PERPLEXITIES PROMPT CRIES OF VOTER FRAUD. In a close election year, every vote counts, so election watchdogs want to make sure every vote is legitimate reports ABC's Sarah Parnass. 2012 turned out to be a much less tight race than many predicted, but the vigilant vote watchers of America still had their eyes out for any oddities at the election- and in Pennsylvania, Maine, Florida and Ohio, a series of perplexities at the polls have lead to some election overseers suggesting voter fraud.

OBAMA MEETS WITH PARENTS WHO LOST SONS IN SANDY. On Thursday, on his first trip to New York City after superstorm Sandy walloped the Northeast, President Obama met with the parents of the two young boys - Brandon and Connor Moore - who died after being swept out to sea reports ABC's Devin Dwyer. "I had the opportunity to give some hugs and communicate thoughts and prayers to the Moore family," Obama said of Damien and Glenda Moore. "They lost two young sons during the course of this tragedy. And obviously, I expressed to them, as a father, as a parent, my heartbreak over what they went through. And they're still obviously a little shell-shocked."

THE 2012 CAMPAIGN SUPERLATIVES. The 2012 presidential campaign was filled with memorable moments, good, bad and just plain bizarre. And now that the campaign is over, it's time to sift through those ups and downs and determine who won, who lost, and who just confused us- from the best campaign ad, to the least successful big spender, to the noteworthy write-in campaign from a feline competitor in Virginia.

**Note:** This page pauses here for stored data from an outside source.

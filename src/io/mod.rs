//! File formats at the edges of the pipeline: word lists, page-text dumps,
//! and the output table.

use std::io::Write;
use std::path::Path;

use tracing::debug;

use crate::error::Result;
use crate::model::RecoveredEntry;
use crate::util::{FORM_FEED, decode_text, split_pages};

/// Column headers of the output table.
pub const TABLE_HEADER: [&str; 3] = ["Word", "Page Number", "Chapter"];

/// Read a canonical word list.
///
/// One word per line; when a line has several tab- or comma-separated
/// columns, the first one is used. Blank lines and repeats are skipped.
pub fn read_word_list(path: impl AsRef<Path>) -> Result<Vec<String>> {
    let bytes = std::fs::read(path)?;
    Ok(parse_word_list(&decode_text(&bytes, None)))
}

pub fn parse_word_list(text: &str) -> Vec<String> {
    let mut words: Vec<String> = Vec::new();
    for line in text.lines() {
        let first = line.split(['\t', ',']).next().unwrap_or_default();
        let word = first.trim().trim_start_matches('\u{FEFF}').trim();
        if word.is_empty() {
            continue;
        }
        if words.iter().any(|w| w == word) {
            debug!(word, "skipping repeated word");
            continue;
        }
        words.push(word.to_string());
    }
    words
}

/// Read a dump of page texts separated by form feeds, as `pdftotext`
/// writes them.
pub fn read_pages(path: impl AsRef<Path>) -> Result<Vec<String>> {
    let bytes = std::fs::read(path)?;
    Ok(split_pages(&bytes))
}

/// Write page texts, each terminated by a form feed.
pub fn write_pages<S: AsRef<str>, W: Write>(pages: &[S], mut writer: W) -> Result<()> {
    for page in pages {
        writer.write_all(page.as_ref().as_bytes())?;
        writer.write_all(&[FORM_FEED])?;
    }
    writer.flush()?;
    Ok(())
}

/// Write entries as a tab-separated table with a header row.
pub fn write_table<W: Write>(entries: &[RecoveredEntry], mut writer: W) -> Result<()> {
    writeln!(writer, "{}", TABLE_HEADER.join("\t"))?;
    for entry in entries {
        writeln!(writer, "{}\t{}\t{}", entry.word, entry.page, entry.chapter)?;
    }
    writer.flush()?;
    Ok(())
}

/// Write entries as a pretty-printed JSON array.
#[cfg(feature = "cli")]
pub fn write_json<W: Write>(entries: &[RecoveredEntry], mut writer: W) -> Result<()> {
    serde_json::to_writer_pretty(&mut writer, entries).map_err(std::io::Error::from)?;
    writeln!(writer)?;
    writer.flush()?;
    Ok(())
}

#[cfg(test)]
mod tests {
    use super::*;

    #[test]
    fn test_parse_word_list() {
        let text = "\u{FEFF}Alpha\r\nBeta,noun,3\n\n  Gamma\t1\nAlpha\n";
        assert_eq!(parse_word_list(text), vec!["Alpha", "Beta", "Gamma"]);
    }

    #[test]
    fn test_write_table() {
        let entries = [
            RecoveredEntry::new("Alpha", 1, 1),
            RecoveredEntry::new("Gamma", 3, 2),
        ];
        let mut out = Vec::new();
        write_table(&entries, &mut out).unwrap();
        assert_eq!(
            String::from_utf8(out).unwrap(),
            "Word\tPage Number\tChapter\nAlpha\t1\t1\nGamma\t3\t2\n"
        );
    }

    #[test]
    fn test_pages_round_trip_through_file() {
        let dir = tempfile::tempdir().unwrap();
        let path = dir.path().join("pages.txt");
        let pages = ["1 first", "", "Chapter 1 2 second"];
        write_pages(&pages, std::fs::File::create(&path).unwrap()).unwrap();
        assert_eq!(read_pages(&path).unwrap(), pages);
    }

    #[test]
    fn test_read_word_list_legacy_encoding() {
        let dir = tempfile::tempdir().unwrap();
        let path = dir.path().join("words.txt");
        // "Café" in Windows-1252
        std::fs::write(&path, b"Caf\xe9\nNa\xefve\n").unwrap();
        assert_eq!(read_word_list(&path).unwrap(), vec!["Café", "Naïve"]);
    }

    #[cfg(feature = "cli")]
    #[test]
    fn test_write_json() {
        let mut out = Vec::new();
        write_json(&[RecoveredEntry::new("Alpha", 4, 2)], &mut out).unwrap();
        let value: serde_json::Value = serde_json::from_slice(&out).unwrap();
        assert_eq!(value[0]["word"], "Alpha");
        assert_eq!(value[0]["page"], 4);
    }
}
//! Small text and platform helpers shared across the pipeline.

use std::borrow::Cow;

/// Form feed, the page separator emitted by `pdftotext`.
pub const FORM_FEED: u8 = 0x0C;

/// Get a time-based seed value for pseudo-random number generation.
pub fn time_seed_nanos() -> u64 {
    use std::time::{SystemTime, UNIX_EPOCH};
    SystemTime::now()
        .duration_since(UNIX_EPOCH)
        .map(|d| d.as_nanos() as u64)
        .unwrap_or(12345)
}

/// Decode bytes to a string, handling various encodings.
///
/// This function:
/// 1. First tries UTF-8 (handles BOM automatically via encoding_rs)
/// 2. If malformed, tries the hint encoding
/// 3. Falls back to Windows-1252 (common in word lists exported from spreadsheets)
///
/// Uses `Cow<str>` to avoid allocation when the input is valid UTF-8.
pub fn decode_text<'a>(bytes: &'a [u8], hint_encoding: Option<&str>) -> Cow<'a, str> {
    let (result, _encoding, malformed) = encoding_rs::UTF_8.decode(bytes);

    if !malformed {
        return result;
    }

    if let Some(name) = hint_encoding
        && let Some(encoding) = encoding_rs::Encoding::for_label(name.as_bytes())
    {
        let (result, _, _) = encoding.decode(bytes);
        return result;
    }

    let (result, _, _) = encoding_rs::WINDOWS_1252.decode(bytes);
    result
}

/// Split extracted text into physical pages on form feed bytes.
///
/// `pdftotext` terminates every page (including the last) with a form feed,
/// so a single trailing empty segment is dropped. Interior empty pages are
/// kept: they are real blank pages.
pub fn split_pages(bytes: &[u8]) -> Vec<String> {
    let mut pages = Vec::new();
    let mut start = 0;

    for end in memchr::memchr_iter(FORM_FEED, bytes) {
        pages.push(decode_text(&bytes[start..end], None).into_owned());
        start = end + 1;
    }

    if start < bytes.len() {
        pages.push(decode_text(&bytes[start..], None).into_owned());
    }

    pages
}

/// Remove every whitespace character, joining fragments broken across lines.
pub fn remove_whitespace(text: &str) -> String {
    text.chars().filter(|c| !c.is_whitespace()).collect()
}

/// Parse a page-number token. Only plain ASCII digits qualify.
pub fn parse_numeral(token: &str) -> Option<u32> {
    if token.is_empty() || !token.bytes().all(|b| b.is_ascii_digit()) {
        return None;
    }
    token.parse().ok()
}

// ============================================================================
// Tests
// ============================================================================
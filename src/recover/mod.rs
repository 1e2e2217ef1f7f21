//! Recovery of canonical words and final pages from extracted spans.
//!
//! Extraction noise (hyphen breaks, ligature misreads, merged whitespace)
//! must not suppress a true match, while garbage spans must not be promoted
//! to a canonical word. A span is accepted only when its best score is
//! strictly above the threshold.

mod matcher;

pub use matcher::{Matcher, RatioMatcher};

use tracing::{debug, trace, warn};

use crate::model::{ChapterMap, ExtractedToken, RecoveredEntry};
use crate::reproject::PositionReprojector;

/// Default acceptance threshold (exclusive).
pub const DEFAULT_THRESHOLD: u8 = 80;

/// Resolves extracted spans to canonical words and reprojects their pages.
#[derive(Debug, Clone)]
pub struct FuzzyRecoverer<M = RatioMatcher> {
    matcher: M,
    threshold: u8,
}

impl Default for FuzzyRecoverer<RatioMatcher> {
    fn default() -> Self {
        Self::new(RatioMatcher)
    }
}

impl<M: Matcher> FuzzyRecoverer<M> {
    pub fn new(matcher: M) -> Self {
        Self {
            matcher,
            threshold: DEFAULT_THRESHOLD,
        }
    }

    pub fn with_threshold(mut self, threshold: u8) -> Self {
        self.threshold = threshold;
        self
    }

    pub fn threshold(&self) -> u8 {
        self.threshold
    }

    /// Match every token and emit `(word, final page, chapter)` rows.
    ///
    /// Tokens are reprojected from `old` (the map the tokens were extracted
    /// against) onto `new`. Tokens with no alphanumeric content, scores at
    /// or below the threshold, or a chapter missing from either map are
    /// dropped. Duplicates are kept.
    pub fn recover(
        &self,
        tokens: &[ExtractedToken],
        words: &[String],
        old: &ChapterMap,
        new: &ChapterMap,
    ) -> Vec<RecoveredEntry> {
        let reprojector = PositionReprojector::new(old, new);
        let mut entries = Vec::with_capacity(tokens.len());

        for token in tokens {
            if !token.text.chars().any(char::is_alphanumeric) {
                trace!(text = %token.text, "discarding punctuation-only span");
                continue;
            }

            let Some((word, score)) = self.matcher.best_match(&token.text, words) else {
                continue;
            };
            if score <= self.threshold {
                trace!(text = %token.text, best = word, score, "below match threshold");
                continue;
            }

            match reprojector.reproject(token.ordinal, token.chapter) {
                Some(page) => entries.push(RecoveredEntry::new(word, page, token.chapter)),
                None => warn!(
                    word,
                    chapter = token.chapter,
                    "chapter missing from clean rendering; dropping match"
                ),
            }
        }

        debug!(
            tokens = tokens.len(),
            entries = entries.len(),
            "recovered canonical words"
        );
        entries
    }
}
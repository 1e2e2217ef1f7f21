//! Token extraction from rendered page texts.
//!
//! Every page is placed in the chapter map before its delimited spans are
//! read. Page and chapter numbers are forced to move forward through the
//! document; the state carrying the last accepted values is an explicit
//! [`PageCursor`] threaded through the scan.

use std::sync::LazyLock;

use regex_lite::Regex;
use tracing::{debug, trace};

use crate::index::PageHeader;
use crate::model::{ChapterMap, DEFAULT_DELIMITER, ExtractedToken};
use crate::util::remove_whitespace;

/// Matches `|word|`, tolerating whitespace and line breaks inside the span.
static PIPE_SPAN_RE: LazyLock<Regex> = LazyLock::new(|| span_pattern(DEFAULT_DELIMITER));

fn span_pattern(delimiter: char) -> Regex {
    let d = regex_lite::escape(&delimiter.to_string());
    Regex::new(&format!(r"{d}\s*([^{d}]+?)\s*{d}")).expect("escaped delimiter pattern is valid")
}

/// Last accepted page and chapter during a scan.
#[derive(Debug, Clone, Copy, Default, PartialEq, Eq)]
pub struct PageCursor {
    pub last_page: u32,
    pub last_chapter: u32,
}

/// Where a page was placed.
#[derive(Debug, Clone, Copy, PartialEq, Eq)]
pub struct Placement {
    pub page: u32,
    pub chapter: u32,
    pub ordinal: usize,
}

impl PageCursor {
    /// Place the next page and return the advanced cursor.
    ///
    /// The page number is the header numeral when it moves forward, else
    /// `last_page + 1`. The chapter is the map's chapter for that page when
    /// it moves forward, else the previous chapter; before any chapter has
    /// been seen, the first chapter of the map. The ordinal is clamped onto
    /// the chosen chapter's page list, so a page forced past its chapter's
    /// listed pages still resolves to a real coordinate.
    ///
    /// Returns `None` only for an empty map.
    pub fn advance(self, header_page: Option<u32>, map: &ChapterMap) -> Option<(Self, Placement)> {
        let next = self.last_page.saturating_add(1);
        let page = match header_page {
            Some(page) if page > self.last_page => page,
            _ => next,
        };

        let chapter = match map.chapter_of(page) {
            Some(chapter) if chapter > self.last_chapter => chapter,
            _ if self.last_chapter > 0 => self.last_chapter,
            _ => map.first_chapter()?,
        };

        let ordinal = map.clamped_ordinal(chapter, page)?;
        let cursor = PageCursor {
            last_page: page,
            last_chapter: chapter,
        };
        Some((
            cursor,
            Placement {
                page,
                chapter,
                ordinal,
            },
        ))
    }
}

/// Scans page texts for delimited probe spans.
#[derive(Debug, Clone)]
pub struct TokenExtractor {
    pattern: Regex,
}

impl Default for TokenExtractor {
    fn default() -> Self {
        Self {
            pattern: PIPE_SPAN_RE.clone(),
        }
    }
}

impl TokenExtractor {
    pub fn new() -> Self {
        Self::default()
    }

    /// Extractor for probes wrapped in a different delimiter.
    pub fn with_delimiter(delimiter: char) -> Self {
        if delimiter == DEFAULT_DELIMITER {
            return Self::default();
        }
        Self {
            pattern: span_pattern(delimiter),
        }
    }

    /// Span contents on one page, whitespace removed, in reading order.
    pub fn spans(&self, text: &str) -> Vec<String> {
        self.pattern
            .captures_iter(text)
            .filter_map(|caps| caps.get(1))
            .map(|m| remove_whitespace(m.as_str()))
            .collect()
    }

    /// Extract every span with its page, chapter, and ordinal.
    ///
    /// Blank pages and `Chapter <n>` title pages are skipped without moving
    /// the cursor. A page with text but no header (figures, captions, a
    /// smudged header) still takes the next page number once the first
    /// numbered page has been seen; before that it is front matter.
    pub fn extract<S: AsRef<str>>(&self, pages: &[S], map: &ChapterMap) -> Vec<ExtractedToken> {
        let mut cursor = PageCursor::default();
        let mut tokens = Vec::new();

        for (index, text) in pages.iter().enumerate() {
            let text = text.as_ref();
            let header = PageHeader::classify(text);
            let spans = self.spans(text);
            match header {
                PageHeader::Blank | PageHeader::TitleMarker => continue,
                PageHeader::Unmarked if spans.is_empty() && cursor.last_page == 0 => continue,
                _ => {}
            }
            let header_page = header.page_number();

            let Some((next, placement)) = cursor.advance(header_page, map) else {
                debug!(index, spans = spans.len(), "no chapter map; dropping spans");
                continue;
            };
            cursor = next;

            trace!(
                index,
                page = placement.page,
                chapter = placement.chapter,
                ordinal = placement.ordinal,
                spans = spans.len(),
                "placed page"
            );

            tokens.extend(spans.into_iter().map(|text| ExtractedToken {
                text,
                page: placement.page,
                chapter: placement.chapter,
                ordinal: placement.ordinal,
            }));
        }

        debug!(tokens = tokens.len(), "extracted probe spans");
        tokens
    }
}

#[cfg(test)]
mod tests {
    use super::*;
    use std::collections::BTreeMap;

    fn map(entries: &[(u32, &[u32])]) -> ChapterMap {
        let raw: BTreeMap<u32, Vec<u32>> = entries.iter().map(|(c, p)| (*c, p.to_vec())).collect();
        ChapterMap::new(raw).unwrap()
    }

    #[test]
    fn test_spans_collapse_whitespace() {
        let extractor = TokenExtractor::new();
        let spans = extractor.spans("a | Al-\n pha |, b |Beta|. c");
        assert_eq!(spans, vec!["Al-pha", "Beta"]);
    }

    #[test]
    fn test_custom_delimiter_spans() {
        let extractor = TokenExtractor::with_delimiter('#');
        assert_eq!(extractor.spans("x #New York# y"), vec!["NewYork"]);
    }

    #[test]
    fn test_extract_scenario() {
        let pages = [
            "Chapter 1",
            "1 The body text |Alpha| continues.",
            "2 |Beta| more text.",
            "Chapter 2",
            "3 |Gamma| final.",
        ];
        let tokens = TokenExtractor::new().extract(&pages, &map(&[(1, &[1, 2]), (2, &[3])]));
        let got: Vec<_> = tokens
            .iter()
            .map(|t| (t.text.as_str(), t.page, t.chapter, t.ordinal))
            .collect();
        assert_eq!(
            got,
            vec![("Alpha", 1, 1, 1), ("Beta", 2, 1, 2), ("Gamma", 3, 2, 1)]
        );
    }

    #[test]
    fn test_regressing_header_is_forced_forward() {
        let pages = ["10 |a|", "Chapter 1 9 |b|", "Chapter 1 12 |c|"];
        let tokens = TokenExtractor::new().extract(&pages, &map(&[(1, &[10, 11, 12])]));
        let pages: Vec<u32> = tokens.iter().map(|t| t.page).collect();
        assert_eq!(pages, vec![10, 11, 12]);
        let ordinals: Vec<usize> = tokens.iter().map(|t| t.ordinal).collect();
        assert_eq!(ordinals, vec![1, 2, 3]);
    }

    #[test]
    fn test_chapter_never_regresses() {
        // Page 3 is listed under chapter 1, but chapter 2 was already reached
        let cursor = PageCursor {
            last_page: 2,
            last_chapter: 2,
        };
        let (next, placement) = cursor
            .advance(Some(3), &map(&[(1, &[1, 3]), (2, &[5, 6])]))
            .unwrap();
        assert_eq!(next.last_chapter, 2);
        assert_eq!(placement.chapter, 2);
        assert_eq!(placement.ordinal, 1);
    }

    #[test]
    fn test_forced_page_beyond_chapter_clamps_ordinal() {
        // Header missing on the last page: forced to 4, which no chapter lists
        let pages = ["1 a", "Chapter 1 2 |x|", "Chapter 1 3 b", "|y| footer only"];
        let tokens = TokenExtractor::new().extract(&pages, &map(&[(1, &[1, 2, 3])]));
        assert_eq!(tokens.len(), 2);
        assert_eq!((tokens[1].page, tokens[1].chapter, tokens[1].ordinal), (4, 1, 3));
    }

    #[test]
    fn test_front_matter_and_title_pages_do_not_advance() {
        let pages = ["Contents", "Chapter 1", "1 |a|", "Chapter 2", "2 |b|"];
        let tokens = TokenExtractor::new().extract(&pages, &map(&[(1, &[1]), (2, &[2])]));
        let got: Vec<(u32, u32)> = tokens.iter().map(|t| (t.page, t.chapter)).collect();
        assert_eq!(got, vec![(1, 1), (2, 2)]);
    }

    #[test]
    fn test_headerless_text_page_takes_a_page_number() {
        let pages = [
            "1 opening",
            "Figure 1: a caption under the drawing",
            "|Alpha| text continues",
            "Chapter 1 4 closing",
        ];
        let tokens = TokenExtractor::new().extract(&pages, &map(&[(1, &[1, 2, 3, 4])]));
        assert_eq!(
            tokens,
            vec![ExtractedToken {
                text: "Alpha".to_string(),
                page: 3,
                chapter: 1,
                ordinal: 3,
            }]
        );
    }

    #[test]
    fn test_smudged_header_page_still_counts() {
        let pages = ["1 a", "Chapter 1 x2 smudged", "|b| more", "Chapter 1 4 |c|"];
        let tokens = TokenExtractor::new().extract(&pages, &map(&[(1, &[1, 2, 3, 4])]));
        let pages: Vec<u32> = tokens.iter().map(|t| t.page).collect();
        assert_eq!(pages, vec![3, 4]);
    }

    #[test]
    fn test_empty_map_yields_no_tokens() {
        let pages = ["1 |a|", "2 |b|"];
        assert!(TokenExtractor::new().extract(&pages, &ChapterMap::empty()).is_empty());
    }
}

JILL KELLEY ALLEGEDLY ASKED FOR $80M, BRAGGED OF PETRAEUS CONNECTION. ABC's Brian Ross reports, A New York businessman who discussed a multi-billion-dollar Korean business deal with Jill Kelley said the Tampa woman at the center of the Petraeus scandal told him Gen. Petraeus had arranged for her to become an honorary consul for South Korea and promote free trade, and then asked him for $80 million to complete the deal. "Ms. Kelley made it clear to me that General Petraeus put her in this position, and that's why she was able to have access to such senior levels [of the Korean government]," said Adam Victor, president and CEO of TransGas Development Systems, "that they were essentially doing a favor for General Petraeus, and that she had access solely because of her relationship with General Petraeus."

SENATE 'GANG OF EIGHT' LOOKS TO OTHER TO LEAD DEFICIT TALKS. The New York Times' Jonathan Weisman reports: "After years of wrangling, members of the bipartisan group of senators known as the Gang of Eight are ratcheting back expectations for a deficit reduction breakthrough and now say the best they can probably do is offer ideas for the one fiscal negotiation that will truly matter: talks between President Obama and Speaker John A. Boehner that begin in earnest on Friday. Another fruitless meeting this week of the Senate group has only raised the pressure ahead of the White House session between the president and Congressional leaders. "It was great. We had a lot of doughnuts," said Senator Richard J. Durbin of Illinois, the Senate's second-ranking Democrat and the most powerful member of the gang, which was once seen as the best hope for a budget deal that could draw support from both parties."


@petehoekstra: Initial reports from Patraeus hearing - "20 questions" rears it's ugly head. Ask a question and get no answer.

@DaveWalkerCAI: Even if we avoid going over the fiscal cliff, states need to recognize the reality that federal aid to states will decline over time. DW

@RCP_Articles: The Political Landscape After 2012

@nytjim: " @gabrielsherman: Roger Ailes tells @tvnewser "I know no one believes it - we have no agenda." … #FoxNews"

@DougHeye: @RonBonjean on @CNN today - not once, but TWICE! 9:30 and 10:30am!